なんて言っていた綾乃ちゃんですが、その直後に見た、新学年のクラス分けが張り出された掲示板の前で


「きゃ〜〜〜!!!」


と喜びの叫び声をあげていたことからすれば、何も知らなかった私と違って、綾乃ちゃんはあの二人のことを以前からよく知っていたのでしょう。
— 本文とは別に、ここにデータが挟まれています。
//! ---
//! rpc_section: "14-licensing-system"
//! rpc_subsection: "module"
//! rpc_type: "source"
//! rpc_scope: "code"
//! rpc_description: "License verification and entitlement checks."
//! rpc_version: "v0.0.0-prealpha"
//! rpc_owner: "tbd"
//! ---
//! Signature verification of `<base64 payload>.<base64 signature>` licenses.
//!
//! The signature covers the SHA-256 digest of the *encoded* payload segment,
//! exactly as it appears in the license text. Nothing in the payload is
//! decoded as JSON until that signature has been checked.
use base64::{engine::general_purpose, Engine as _};
use rsa::pkcs8::DecodePublicKey;
use rsa::{Pkcs1v15Sign, RsaPublicKey};
use sha2::{Digest, Sha256};

use crate::error::VerifyError;
use crate::record::LicenseRecord;

const DELIMITER: u8 = b'.';

/// Verifies licenses against a single RSA public key.
#[derive(Debug, Clone)]
pub struct LicenseVerifier {
    public_key: RsaPublicKey,
}

impl LicenseVerifier {
    /// Verifier for the public key compiled into this binary.
    pub fn embedded() -> Result<Self, VerifyError> {
        Self::from_pem(crate::config::EMBEDDED_PUBLIC_KEY_PEM)
    }

    /// Parse a PEM encoded `PUBLIC KEY` block, which must hold an RSA key.
    pub fn from_pem(pem: &[u8]) -> Result<Self, VerifyError> {
        let pem = std::str::from_utf8(pem)
            .map_err(|_| VerifyError::KeyParse("public key is not PEM text".to_owned()))?;
        if !pem.contains("-----BEGIN") {
            return Err(VerifyError::KeyParse("no PEM block found".to_owned()));
        }
        let public_key = RsaPublicKey::from_public_key_pem(pem)
            .map_err(|err| VerifyError::KeyParse(err.to_string()))?;
        Ok(Self { public_key })
    }

    /// Authenticate `license` and decode its claims.
    pub fn verify(&self, license: &[u8]) -> Result<LicenseRecord, VerifyError> {
        let license = license.trim_ascii();

        let parts: Vec<&[u8]> = license.split(|byte| *byte == DELIMITER).collect();
        let [payload_encoded, signature_encoded] = *parts.as_slice() else {
            return Err(VerifyError::MalformedCredential(
                "expected payload and signature separated by a single '.'",
            ));
        };

        let payload = decode_segment(payload_encoded).ok_or(
            VerifyError::MalformedCredential("license data is not valid base64"),
        )?;
        let signature = decode_segment(signature_encoded).ok_or(
            VerifyError::MalformedCredential("license signature is not valid base64"),
        )?;

        let digest = Sha256::digest(payload_encoded);
        self.public_key
            .verify(Pkcs1v15Sign::new::<Sha256>(), &digest, &signature)
            .map_err(VerifyError::SignatureInvalid)?;

        serde_json::from_slice(&payload).map_err(VerifyError::Decode)
    }
}

/// Parse `public_key_pem` and verify `license` against it.
pub fn validate_license(license: &[u8], public_key_pem: &[u8]) -> Result<LicenseRecord, VerifyError> {
    LicenseVerifier::from_pem(public_key_pem)?.verify(license)
}

/// Short hex fingerprint identifying a public key in logs.
#[must_use]
pub fn public_key_fingerprint(public_key_pem: &[u8]) -> String {
    let digest = Sha256::digest(public_key_pem);
    hex::encode(&digest[..8])
}

// Licenses are issued with standard padded base64; URL-safe segments are
// accepted too since the signed bytes are the encoded text either way.
fn decode_segment(segment: &[u8]) -> Option<Vec<u8>> {
    general_purpose::STANDARD
        .decode(segment)
        .or_else(|_| general_purpose::URL_SAFE.decode(segment))
        .ok()
}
「美咲、すごい!すごい!!私と美咲が同じクラスなこともすごいけど、竜虎の二人と同じクラスだなんて奇跡的!!」


そうです、中学が同じだった綾乃ちゃんとは1年生では違うクラスだったのですが、なんと2年生は同じクラスになれました。

私はそれだけで十分嬉しいのですが、綾乃ちゃんにとってはあのリュウとトラ=竜虎のお二人と同じクラスであることも相当嬉しいことらしく…。

親友が嬉しそうだと、私も嬉しくなってしまいます。


「仲良くなるチャンスだ〜〜!」


と飛び跳ねる勢いで教室に向かっている綾乃ちゃんの後を、私も足早について行きました。
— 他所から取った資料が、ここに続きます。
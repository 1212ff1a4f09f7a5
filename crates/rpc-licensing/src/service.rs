//! ---
//! rpc_section: "14-licensing-system"
//! rpc_subsection: "module"
//! rpc_type: "source"
//! rpc_scope: "code"
//! rpc_description: "License verification and entitlement checks."
//! rpc_version: "v0.0.0-prealpha"
//! rpc_owner: "tbd"
//! ---
use std::sync::Arc;

use chrono::{DateTime, Utc};
use parking_lot::RwLock;
use rpc_common::Resources;
use tracing::{debug, Span};

use crate::config::LicenseConfig;
use crate::error::LicenseError;
use crate::locator::read_license;
use crate::logging::{record_invalid_license, record_license_load};
use crate::policy::evaluate;
use crate::record::{LicenseRecord, LicenseTier};
use crate::verifier::public_key_fingerprint;

/// Owns the license published for a host.
///
/// The license is loaded once when the service is registered. Readers get
/// the published [`LicenseRecord`] as a whole; it is replaced, never mutated.
#[derive(Debug)]
pub struct LicenseService {
    span: Span,
    config: LicenseConfig,
    loaded: RwLock<Arc<LicenseRecord>>,
    load_failure: Option<&'static str>,
}

impl LicenseService {
    fn new(res: &Resources, config: LicenseConfig) -> Self {
        Self {
            span: res.span().clone(),
            config,
            loaded: RwLock::new(Arc::new(LicenseRecord::default())),
            load_failure: None,
        }
    }

    /// Load the license described by `config`, publish it, and attach the
    /// service to `res`.
    ///
    /// Never fails: a license that cannot be loaded is logged and replaced by
    /// the zero record, which grants nothing. When no license is configured
    /// at all the open source fallback is published instead.
    pub fn register(res: &Resources, config: LicenseConfig) -> Arc<Self> {
        let mut service = Self::new(res, config);
        let license = match service.read_and_validate(Utc::now()) {
            Ok(license) => license,
            Err(err) => {
                let _entered = service.span.enter();
                record_invalid_license(&err);
                service.load_failure = Some(err.reason());
                LicenseRecord::default()
            }
        };
        service.publish(license);

        let service = Arc::new(service);
        res.set_shared(service.clone());
        service
    }

    /// Attach a service holding a short-lived enterprise license for
    /// organization `test`, skipping verification entirely.
    #[cfg(any(test, feature = "test-util"))]
    pub fn inject_test_service(res: &Resources) -> Arc<Self> {
        let service = Self::new(res, LicenseConfig::default());
        service.publish(LicenseRecord {
            version: 1,
            organization: "test".to_owned(),
            license_type: crate::record::ENTERPRISE_TYPE,
            expiry: (Utc::now() + chrono::Duration::hours(1)).timestamp(),
        });

        let service = Arc::new(service);
        res.set_shared(service.clone());
        service
    }

    /// Run the full locate, verify, and policy pipeline without publishing.
    pub fn load(config: &LicenseConfig) -> Result<LicenseRecord, LicenseError> {
        Self::load_at(config, Utc::now())
    }

    /// As [`LicenseService::load`], against an explicit clock reading.
    pub fn load_at(config: &LicenseConfig, now: DateTime<Utc>) -> Result<LicenseRecord, LicenseError> {
        let located = read_license(config)?;
        if let Some(located) = &located {
            debug!(
                source = %located.source,
                public_key = %public_key_fingerprint(config.public_key_pem()),
                "verifying enterprise license"
            );
        }
        let material = located.as_ref().map(|located| located.bytes.as_slice());
        let license = evaluate(material, config.public_key_pem(), now)?;
        record_license_load(&license);
        Ok(license)
    }

    /// The license published by this service.
    #[must_use]
    pub fn current_license(&self) -> Arc<LicenseRecord> {
        self.loaded.read().clone()
    }

    /// Reason label of the error that replaced a configured license with the
    /// zero record, `None` when the published record was loaded normally.
    #[must_use]
    pub fn load_failure(&self) -> Option<&'static str> {
        self.load_failure
    }

    fn read_and_validate(&self, now: DateTime<Utc>) -> Result<LicenseRecord, LicenseError> {
        let _entered = self.span.enter();
        Self::load_at(&self.config, now)
    }

    fn publish(&self, license: LicenseRecord) {
        *self.loaded.write() = Arc::new(license);
    }
}

/// The license published by the service registered on `res`, if any.
#[must_use]
pub fn loaded_license(res: &Resources) -> Option<Arc<LicenseRecord>> {
    res.shared::<LicenseService>()
        .map(|service| service.current_license())
}

/// Fail unless `res` carries an unexpired license that grants enterprise
/// features. Enterprise components call this before starting.
pub fn check_running_enterprise(res: &Resources) -> Result<(), LicenseError> {
    let service = res
        .shared::<LicenseService>()
        .ok_or(LicenseError::ServiceUnavailable)?;
    if let Some(reason) = service.load_failure() {
        return Err(LicenseError::LicenseRejected { reason });
    }
    let license = service.current_license();
    let tier = license.tier();
    if matches!(tier, LicenseTier::OpenSource | LicenseTier::FreeTrial) {
        return Err(LicenseError::EnterpriseRequired { tier });
    }
    license.check_expiry()
}
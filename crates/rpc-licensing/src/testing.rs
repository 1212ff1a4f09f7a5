//! ---
//! rpc_section: "14-licensing-system"
//! rpc_subsection: "module"
//! rpc_type: "source"
//! rpc_scope: "test"
//! rpc_description: "Signing helpers for license tests."
//! rpc_version: "v0.0.0-prealpha"
//! rpc_owner: "tbd"
//! ---
//! Helpers for producing licenses signed by the committed test keypair.
//!
//! Only compiled for tests or with the `test-util` feature. The test private
//! key has no relationship to the embedded production key.
use std::path::PathBuf;

use base64::{engine::general_purpose, Engine as _};
use once_cell::sync::Lazy;
use rsa::pkcs8::DecodePrivateKey;
use rsa::{Pkcs1v15Sign, RsaPrivateKey};
use sha2::{Digest, Sha256};

use crate::config::LicenseConfig;
use crate::record::LicenseRecord;

/// Public half of the test keypair.
pub const TEST_PUBLIC_KEY_PEM: &str = include_str!("../tests/fixtures/test_public_key.pem");

const TEST_PRIVATE_KEY_PEM: &str = include_str!("../tests/fixtures/test_private_key.pem");

static TEST_PRIVATE_KEY: Lazy<RsaPrivateKey> = Lazy::new(|| {
    RsaPrivateKey::from_pkcs8_pem(TEST_PRIVATE_KEY_PEM).expect("test private key fixture to parse")
});

/// Encode `record` as the payload segment of a license.
pub fn encode_payload(record: &LicenseRecord) -> String {
    let json = serde_json::to_vec(record).expect("license record to serialise");
    general_purpose::STANDARD.encode(json)
}

/// Sign an already encoded payload segment, returning the signature segment.
pub fn sign_encoded_payload(payload: &str) -> String {
    let digest = Sha256::digest(payload.as_bytes());
    let signature = TEST_PRIVATE_KEY
        .sign(Pkcs1v15Sign::new::<Sha256>(), &digest)
        .expect("signing with the test key to succeed");
    general_purpose::STANDARD.encode(signature)
}

/// Produce a complete `<payload>.<signature>` license for `record`.
pub fn sign_license(record: &LicenseRecord) -> String {
    let payload = encode_payload(record);
    let signature = sign_encoded_payload(&payload);
    format!("{payload}.{signature}")
}

/// Configuration trusting the test key, with the default license file moved
/// to `default_license_filepath`.
pub fn test_config(default_license_filepath: impl Into<PathBuf>) -> LicenseConfig {
    LicenseConfig::default()
        .with_public_key_pem(TEST_PUBLIC_KEY_PEM.as_bytes().to_vec())
        .with_default_license_filepath(default_license_filepath)
}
2年生の教室に入ると、先に来ていた竜虎のお二人が女の子に囲まれています。


「ねぇねぇ、リュウくん、トラくん、私と連絡先交換しよ〜」


「虎谷くんの髪、地毛なの?」


雨のように降り掛かる質問に丁寧に答える虎谷くんはサラサラの髪が嫌味のない茶色です。

さらにそれに色白の肌と明るい瞳の色が相まって、まさしく絵本から飛び出してきた王子様のような容姿です。

その虎谷くんとは対称的に、さもメンドくさそうな顔をして素っ気なく返事する高村くん。

彼は先程遠目から見ても目立っていたアッシュグレーの髪です。

それもかなり目立つ色合いで、ともすればシルバーに見えなくもないです。

柔和な顔立ちの虎谷くんと違って切れ長の二重にスラリと通った鼻筋のシャープな顔立ちです。

綾乃ちゃんや他の女の子たちが騒ぐのも頷けるほど、お二人とも整った顔をされています。

そろって身長も180cmはありそうですし、オーラというのでしょうか、何かキラキラしたものに包まれているように見えなくもないです。